NEW YORK -- As if the Detroit Tigers don't have enough going for them, consider this: The last six teams that started the World Series with five or more days of rest all went on to win.
While the Tigers took an NFL-like week off after sweeping Oakland for the AL pennant, the St. Louis Cardinals will play Saturday night's Series opener with only one day of rest.
"I would love to be in their situation. I think we all would," Cardinals manager Tony La Russa said.
Going back to the final stages of the regular season, the NL pennant race has been a competition of attrition. The Mets are without injured starters Pedro Martinez and Orlando Hernandez, and left fielder Cliff Floyd is limited to pinch-hitting because of a sore Achilles' tendon.
St. Louis is making do without starter Mark Mulder and closer Jason Isringhausen, and first baseman Albert Pujols, third baseman Scott Rolen and shortstop David Eckstein all are playing hurt.
Are the Mets and Cardinals too banged up and too burned out to win?

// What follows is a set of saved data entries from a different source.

use crossterm::event::{KeyCode, KeyEvent, KeyModifiers};

use crate::error::ValidationError;
use crate::model::{EntryFields, EntryId, MenuEntry};
use crate::projection;

#[derive(Clone, Copy, PartialEq, Eq, Debug)]
pub enum EntryField {
    Label,
    Href,
    Icon,
    Parent,
}

/// What the form will do on submit.
#[derive(Clone, Copy, PartialEq, Eq, Debug)]
pub enum FormMode {
    Create,
    Edit(EntryId),
}

pub struct EntryFormState {
    pub mode: FormMode,
    pub label: String,
    pub href: String,
    pub icon: String,
    pub parent: String,
    pub selected_field: EntryField,
    pub error: Option<String>,
}

#[derive(Clone, Debug, PartialEq, Eq)]
pub struct EntryFormInput {
    pub mode: FormMode,
    pub label: String,
    pub href: String,
    pub icon: String,
    pub parent: String,
}

/// A validated submission, ready for the store.
#[derive(Clone, Debug, PartialEq, Eq)]
pub struct EntrySubmission {
    pub mode: FormMode,
    pub fields: EntryFields,
    pub parent_id: Option<EntryId>,
}

pub enum EntryFormKeyResult {
    Continue,
    Cancel,
    Submit(EntryFormInput),
}

impl EntryFormState {
    pub fn create(parent_id: Option<EntryId>) -> Self {
        Self {
            mode: FormMode::Create,
            label: String::new(),
            href: String::new(),
            icon: String::new(),
            parent: parent_id.map(|id| id.to_string()).unwrap_or_default(),
            selected_field: EntryField::Label,
            error: None,
        }
    }

    pub fn edit(entry: &MenuEntry) -> Self {
        let fields = entry.fields();
        Self {
            mode: FormMode::Edit(entry.id),
            label: fields.label,
            href: fields.href,
            icon: fields.icon.unwrap_or_default(),
            parent: String::new(),
            selected_field: EntryField::Label,
            error: None,
        }
    }

    pub fn mode_label(&self) -> String {
        match self.mode {
            FormMode::Create => "New Menu Entry".into(),
            FormMode::Edit(id) => format!("Edit Menu Entry #{id}"),
        }
    }

    pub fn is_editing(&self) -> bool {
        matches!(self.mode, FormMode::Edit(_))
    }

    pub fn handle_key(&mut self, key: KeyEvent) -> EntryFormKeyResult {
        self.error = None;
        match key.code {
            KeyCode::Esc => EntryFormKeyResult::Cancel,
            KeyCode::Enter => EntryFormKeyResult::Submit(self.to_input()),
            KeyCode::Tab | KeyCode::Down => {
                self.next_field();
                EntryFormKeyResult::Continue
            }
            KeyCode::BackTab | KeyCode::Up => {
                self.previous_field();
                EntryFormKeyResult::Continue
            }
            KeyCode::Backspace => {
                self.active_value_mut().pop();
                EntryFormKeyResult::Continue
            }
            KeyCode::Delete => {
                self.active_value_mut().clear();
                EntryFormKeyResult::Continue
            }
            KeyCode::Char(c) => {
                let accepted = match self.selected_field {
                    EntryField::Parent => {
                        c.is_ascii_digit() || (c == '-' && self.parent.is_empty())
                    }
                    _ => true,
                };
                if accepted && !key.modifiers.contains(KeyModifiers::CONTROL) {
                    self.active_value_mut().push(c);
                }
                EntryFormKeyResult::Continue
            }
            _ => EntryFormKeyResult::Continue,
        }
    }

    pub fn to_input(&self) -> EntryFormInput {
        EntryFormInput {
            mode: self.mode,
            label: self.label.clone(),
            href: self.href.clone(),
            icon: self.icon.clone(),
            parent: self.parent.clone(),
        }
    }

    pub fn focus(&mut self, field: EntryField) {
        if field == EntryField::Parent && self.is_editing() {
            return;
        }
        self.selected_field = field;
    }

    fn next_field(&mut self) {
        self.selected_field = match self.selected_field {
            EntryField::Label => EntryField::Href,
            EntryField::Href => EntryField::Icon,
            EntryField::Icon if self.is_editing() => EntryField::Label,
            EntryField::Icon => EntryField::Parent,
            EntryField::Parent => EntryField::Label,
        };
    }

    fn previous_field(&mut self) {
        self.selected_field = match self.selected_field {
            EntryField::Label if self.is_editing() => EntryField::Icon,
            EntryField::Label => EntryField::Parent,
            EntryField::Href => EntryField::Label,
            EntryField::Icon => EntryField::Href,
            EntryField::Parent => EntryField::Icon,
        };
    }

    fn active_value_mut(&mut self) -> &mut String {
        match self.selected_field {
            EntryField::Label => &mut self.label,
            EntryField::Href => &mut self.href,
            EntryField::Icon => &mut self.icon,
            EntryField::Parent => &mut self.parent,
        }
    }
}

impl EntryFormInput {
    /// Runs the label and link checks and parses the parent id. Nothing is
    /// mutated when this fails.
    pub fn validate(self) -> Result<EntrySubmission, ValidationError> {
        let fields = projection::validate_fields(EntryFields {
            label: self.label,
            href: self.href,
            icon: Some(self.icon),
        })?;
        let parent_id = match (self.mode, self.parent.trim()) {
            (FormMode::Edit(_), _) | (_, "") => None,
            (FormMode::Create, raw) => Some(
                raw.parse::<EntryId>()
                    .map_err(|_| ValidationError::InvalidParentId)?,
            ),
        };
        Ok(EntrySubmission {
            mode: self.mode,
            fields,
            parent_id,
        })
    }
}
//! Terminal editor for hierarchical navigation menus.
//!
//! [`store::MenuStore`] owns the menu forest and persists it through a
//! [`ports::KeyValueStore`]; [`projection`] turns the forest into what the
//! terminal UI, the JSON export and the HTML export show.

pub mod app;
pub mod config;
pub mod error;
pub mod export;
pub mod form;
pub mod logging;
pub mod model;
pub mod ports;
pub mod projection;
pub mod store;
pub mod ui;

pub use error::{FetchError, StoreError, ValidationError};
pub use model::{EntryFields, EntryId, MenuDocument, MenuEntry};
pub use store::{InsertOutcome, MenuStore};
//! Pure projections of the forest: the visual tree the terminal list is
//! built from, the JSON document shown and exported, and an HTML fragment.

use std::fmt::Write as _;

use crate::error::ValidationError;
use crate::model::{EntryFields, EntryId, MenuDocument, MenuEntry};

/// Href that marks an entry as a non-navigating group header.
pub const PLACEHOLDER_HREF: &str = "#";

#[derive(Clone, Debug, PartialEq, Eq)]
pub enum Link {
    Navigate(String),
    Inert,
}

#[derive(Clone, Copy, Debug, PartialEq, Eq)]
pub enum Action {
    Edit(EntryId),
    Delete(EntryId),
}

#[derive(Clone, Debug, PartialEq, Eq)]
pub struct RenderedNode {
    pub id: EntryId,
    pub text: String,
    pub target: Link,
    pub actions: [Action; 2],
    pub children: Vec<RenderedNode>,
}

/// A rendered node positioned in the flat list the terminal draws.
#[derive(Clone, Debug, PartialEq, Eq)]
pub struct DisplayRow {
    pub id: EntryId,
    pub depth: usize,
    pub text: String,
    pub target: Link,
    pub actions: [Action; 2],
    pub has_children: bool,
}

pub fn render(forest: &[MenuEntry]) -> Vec<RenderedNode> {
    forest.iter().map(render_entry).collect()
}

fn render_entry(entry: &MenuEntry) -> RenderedNode {
    let label = escape_label(&entry.label);
    let text = match entry.icon.as_deref().map(str::trim) {
        Some(icon) if !icon.is_empty() => format!("{} {label}", escape_label(icon)),
        _ => label,
    };
    RenderedNode {
        id: entry.id,
        text,
        target: link_for(&entry.href),
        actions: [Action::Edit(entry.id), Action::Delete(entry.id)],
        children: entry.children.iter().map(render_entry).collect(),
    }
}

fn link_for(href: &str) -> Link {
    let trimmed = href.trim();
    if trimmed.is_empty() || trimmed == PLACEHOLDER_HREF {
        Link::Inert
    } else {
        Link::Navigate(trimmed.to_string())
    }
}

pub fn flatten(nodes: &[RenderedNode]) -> Vec<DisplayRow> {
    let mut rows = Vec::new();
    push_rows(nodes, 0, &mut rows);
    rows
}

fn push_rows(nodes: &[RenderedNode], depth: usize, rows: &mut Vec<DisplayRow>) {
    for node in nodes {
        rows.push(DisplayRow {
            id: node.id,
            depth,
            text: node.text.clone(),
            target: node.target.clone(),
            actions: node.actions,
            has_children: !node.children.is_empty(),
        });
        push_rows(&node.children, depth + 1, rows);
    }
}

/// Replaces control characters so a label cannot smuggle terminal escape
/// sequences into the display.
pub fn escape_label(label: &str) -> String {
    label
        .chars()
        .map(|c| if c.is_control() { '\u{FFFD}' } else { c })
        .collect()
}

pub fn serialize(forest: &[MenuEntry]) -> serde_json::Result<String> {
    #[derive(serde::Serialize)]
    struct Borrowed<'a> {
        menu: &'a [MenuEntry],
    }
    serde_json::to_string_pretty(&Borrowed { menu: forest })
}

pub fn parse_document(text: &str) -> serde_json::Result<MenuDocument> {
    serde_json::from_str(text)
}

pub fn to_html(forest: &[MenuEntry]) -> String {
    let mut out = String::new();
    write_html_list(forest, 0, &mut out);
    out
}

fn write_html_list(entries: &[MenuEntry], depth: usize, out: &mut String) {
    let pad = "  ".repeat(depth * 2);
    let class = if depth == 0 { "menu" } else { "submenu" };
    let _ = writeln!(out, "{pad}<ul class=\"{class}\">");
    for entry in entries {
        let mut inner = String::new();
        if let Some(icon) = entry.icon.as_deref().filter(|icon| !icon.trim().is_empty()) {
            let _ = write!(inner, "<span class=\"icon\">{}</span> ", html_escape(icon));
        }
        inner.push_str(&html_escape(&entry.label));
        let item = match link_for(&entry.href) {
            Link::Navigate(href) if validate_href(&href) => {
                format!("<a href=\"{}\">{inner}</a>", html_escape(&href))
            }
            _ => format!("<span class=\"group\">{inner}</span>"),
        };
        if entry.children.is_empty() {
            let _ = writeln!(out, "{pad}  <li data-id=\"{}\">{item}</li>", entry.id);
        } else {
            let _ = writeln!(out, "{pad}  <li data-id=\"{}\">{item}", entry.id);
            write_html_list(&entry.children, depth + 1, out);
            let _ = writeln!(out, "{pad}  </li>");
        }
    }
    let _ = writeln!(out, "{pad}</ul>");
}

fn html_escape(value: &str) -> String {
    let mut escaped = String::with_capacity(value.len());
    for c in value.chars() {
        match c {
            '&' => escaped.push_str("&amp;"),
            '<' => escaped.push_str("&lt;"),
            '>' => escaped.push_str("&gt;"),
            '"' => escaped.push_str("&quot;"),
            '\'' => escaped.push_str("&#39;"),
            _ => escaped.push(c),
        }
    }
    escaped
}

/// Accepts site-relative paths and http(s) URLs.
pub fn validate_href(href: &str) -> bool {
    if href.starts_with('/') {
        return true;
    }
    ["http://", "https://"].iter().any(|scheme| {
        href.get(..scheme.len())
            .is_some_and(|prefix| prefix.eq_ignore_ascii_case(scheme))
    })
}

pub fn validate_fields(fields: EntryFields) -> Result<EntryFields, ValidationError> {
    let label = fields.label.trim().to_string();
    if label.is_empty() {
        return Err(ValidationError::EmptyLabel);
    }
    let href = fields.href.trim().to_string();
    if !validate_href(&href) {
        return Err(ValidationError::InvalidHref);
    }
    let icon = fields
        .icon
        .map(|icon| icon.trim().to_string())
        .filter(|icon| !icon.is_empty());
    Ok(EntryFields { label, href, icon })
}
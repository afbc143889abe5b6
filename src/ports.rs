//! Collaborators the menu store depends on: a key-value slot for persisted
//! state and a source for the canonical seed document.

use std::collections::HashMap;
use std::fs;
use std::io;
use std::path::PathBuf;
use std::time::Duration;

use reqwest::blocking::Client;
use url::Url;

use crate::error::FetchError;

const FETCH_TIMEOUT: Duration = Duration::from_secs(10);

/// The seed bundled with the binary, used when no `--seed` is given.
pub const DEFAULT_SEED: &str = include_str!("../assets/seed.json");

pub trait KeyValueStore {
    fn get(&self, key: &str) -> io::Result<Option<String>>;
    fn set(&mut self, key: &str, value: &str) -> io::Result<()>;
    fn remove(&mut self, key: &str) -> io::Result<()>;
}

pub trait SeedSource {
    fn fetch(&self) -> Result<String, FetchError>;
    fn describe(&self) -> String;
}

/// One JSON file per key inside a directory.
pub struct FileStore {
    dir: PathBuf,
}

impl FileStore {
    pub fn new(dir: impl Into<PathBuf>) -> Self {
        Self { dir: dir.into() }
    }

    fn slot_path(&self, key: &str) -> PathBuf {
        let name: String = key
            .chars()
            .map(|c| {
                if c.is_ascii_alphanumeric() || c == '-' || c == '_' || c == '.' {
                    c
                } else {
                    '_'
                }
            })
            .collect();
        self.dir.join(format!("{name}.json"))
    }
}

impl KeyValueStore for FileStore {
    fn get(&self, key: &str) -> io::Result<Option<String>> {
        let path = self.slot_path(key);
        match fs::read_to_string(&path) {
            Ok(data) => Ok(Some(data)),
            Err(err) if err.kind() == io::ErrorKind::NotFound => Ok(None),
            Err(err) => Err(err),
        }
    }

    fn set(&mut self, key: &str, value: &str) -> io::Result<()> {
        fs::create_dir_all(&self.dir)?;
        let path = self.slot_path(key);
        let tmp = path.with_extension("json.tmp");
        fs::write(&tmp, value)?;
        fs::rename(&tmp, &path)
    }

    fn remove(&mut self, key: &str) -> io::Result<()> {
        match fs::remove_file(self.slot_path(key)) {
            Err(err) if err.kind() != io::ErrorKind::NotFound => Err(err),
            _ => Ok(()),
        }
    }
}

#[derive(Default)]
pub struct MemoryStore {
    slots: HashMap<String, String>,
}

impl MemoryStore {
    pub fn new() -> Self {
        Self::default()
    }

    pub fn with_slot(key: &str, value: &str) -> Self {
        let mut store = Self::new();
        store.slots.insert(key.to_string(), value.to_string());
        store
    }
}

impl KeyValueStore for MemoryStore {
    fn get(&self, key: &str) -> io::Result<Option<String>> {
        Ok(self.slots.get(key).cloned())
    }

    fn set(&mut self, key: &str, value: &str) -> io::Result<()> {
        self.slots.insert(key.to_string(), value.to_string());
        Ok(())
    }

    fn remove(&mut self, key: &str) -> io::Result<()> {
        self.slots.remove(key);
        Ok(())
    }
}

pub struct FileSeed(pub PathBuf);

impl SeedSource for FileSeed {
    fn fetch(&self) -> Result<String, FetchError> {
        Ok(fs::read_to_string(&self.0)?)
    }

    fn describe(&self) -> String {
        self.0.display().to_string()
    }
}

pub struct HttpSeed {
    url: Url,
    client: Client,
}

impl HttpSeed {
    pub fn new(url: Url) -> Result<Self, FetchError> {
        let client = Client::builder()
            .timeout(FETCH_TIMEOUT)
            .build()
            .map_err(|err| FetchError::Http(err.to_string()))?;
        Ok(Self { url, client })
    }
}

impl SeedSource for HttpSeed {
    fn fetch(&self) -> Result<String, FetchError> {
        let response = self
            .client
            .get(self.url.clone())
            .send()
            .map_err(|err| FetchError::Http(err.to_string()))?;
        let status = response.status();
        if !status.is_success() {
            return Err(FetchError::Status(status.as_u16()));
        }
        response
            .text()
            .map_err(|err| FetchError::Body(err.to_string()))
    }

    fn describe(&self) -> String {
        self.url.to_string()
    }
}

pub struct StaticSeed(pub String);

impl StaticSeed {
    pub fn bundled() -> Self {
        StaticSeed(DEFAULT_SEED.to_string())
    }
}

impl SeedSource for StaticSeed {
    fn fetch(&self) -> Result<String, FetchError> {
        Ok(self.0.clone())
    }

    fn describe(&self) -> String {
        "bundled seed".into()
    }
}

/// `http://` and `https://` locations are fetched over the network,
/// anything else is read as a file path.
pub fn seed_from_location(location: &str) -> Result<Box<dyn SeedSource>, FetchError> {
    let lowered = location.trim().to_ascii_lowercase();
    if lowered.starts_with("http://") || lowered.starts_with("https://") {
        let url = Url::parse(location.trim()).map_err(|err| FetchError::Http(err.to_string()))?;
        Ok(Box::new(HttpSeed::new(url)?))
    } else {
        Ok(Box::new(FileSeed(PathBuf::from(location))))
    }
}
use std::path::Path;

use tokio_util::sync::CancellationToken;

use crate::error::{Error, Result};
use crate::utils::command;

use super::remote::RepoSlug;

/// Name of the branch checked out in `repo_dir`.
pub async fn current_branch(repo_dir: &Path) -> Result<String> {
    let branch = command::run_in(
        repo_dir,
        "git",
        &["rev-parse", "--abbrev-ref", "HEAD"],
        "git rev-parse",
    )
    .await
    .map_err(|e| Error::git_command_failed(e.message))?;

    // rev-parse prints the literal "HEAD" when nothing is checked out
    if branch == "HEAD" || branch.is_empty() {
        return Err(Error::git_detached_head());
    }
    Ok(branch)
}

/// URL of the `origin` remote.
pub async fn origin_url(repo_dir: &Path) -> Result<String> {
    command::run_in(
        repo_dir,
        "git",
        &["config", "--get", "remote.origin.url"],
        "git config",
    )
    .await
    .map_err(|e| Error::git_command_failed(e.message))
}

/// Repository identity of the `origin` remote.
pub async fn origin_slug(repo_dir: &Path) -> Result<RepoSlug> {
    let url = origin_url(repo_dir).await?;
    RepoSlug::parse(&url)
}

/// Pull latest changes, aborting the pull if `cancel` fires.
///
/// Returns `Ok(false)` when the pull was cancelled.
pub async fn pull_repo(repo_dir: &Path, cancel: &CancellationToken) -> Result<bool> {
    let pulled = command::run_in_cancellable(repo_dir, "git", &["pull"], "git pull", cancel)
        .await
        .map_err(|e| Error::git_command_failed(e.message))?;
    Ok(pulled.is_some())
}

"I don't buy it for a minute. It seems like the underdogs are the ones that come through, anyway, because there's less pressure," said Cardinals pitcher Jeff Weaver. "Both teams are deserving and whichever one makes the plays and gets the two-out hits is the one that's going to win."
The Tigers figure to be favored by the oddsmakers.
The 1991 Minnesota Twins, 2001 Arizona Diamondbacks, 2002 Anaheim Angels and 2005 Chicago White Sox all entered the World Series with five days off and went on to win, according to the Elias Sports Bureau. The 1995 Atlanta Braves and 1996 New York Yankees had six-day breaks -- matching what Detroit has -- and won the title.
Seven of the nine teams in baseball history to start the Series with five days off went on to win. The only losers were the 1988 Oakland Athletics (to the Los Angeles Dodgers) and the 1990 A's (to Cincinnati).
Both were managed by La Russa, whose A's had five days off before beating San Francisco in the 1989 Series -- which was interrupted for 11 days following Game 2 because of an earthquake.
While the two NL teams were extending themselves, the Tigers were catching up on sleep, relaxing with their families and dealing with what often is the No. 1 activity of World Series teams: arranging tickets for family and friends.
AL teams have won six of the last eight World Series, with only the 2001 Diamondbacks and 2003 Florida Marlins taking titles for the NL (both by beating the New York Yankees). In the NL this season, the Mets were the only team to win more than 88 games, while six AL teams topped that.
"Do I think overall, by the looks of things, that the American League was a stronger league this year? Yes, I do," Leyland said. "Do I think that it goes in cycles? Yes, I do. Do I think that has anything to do with this World Series? Not one damn thing. Nothing."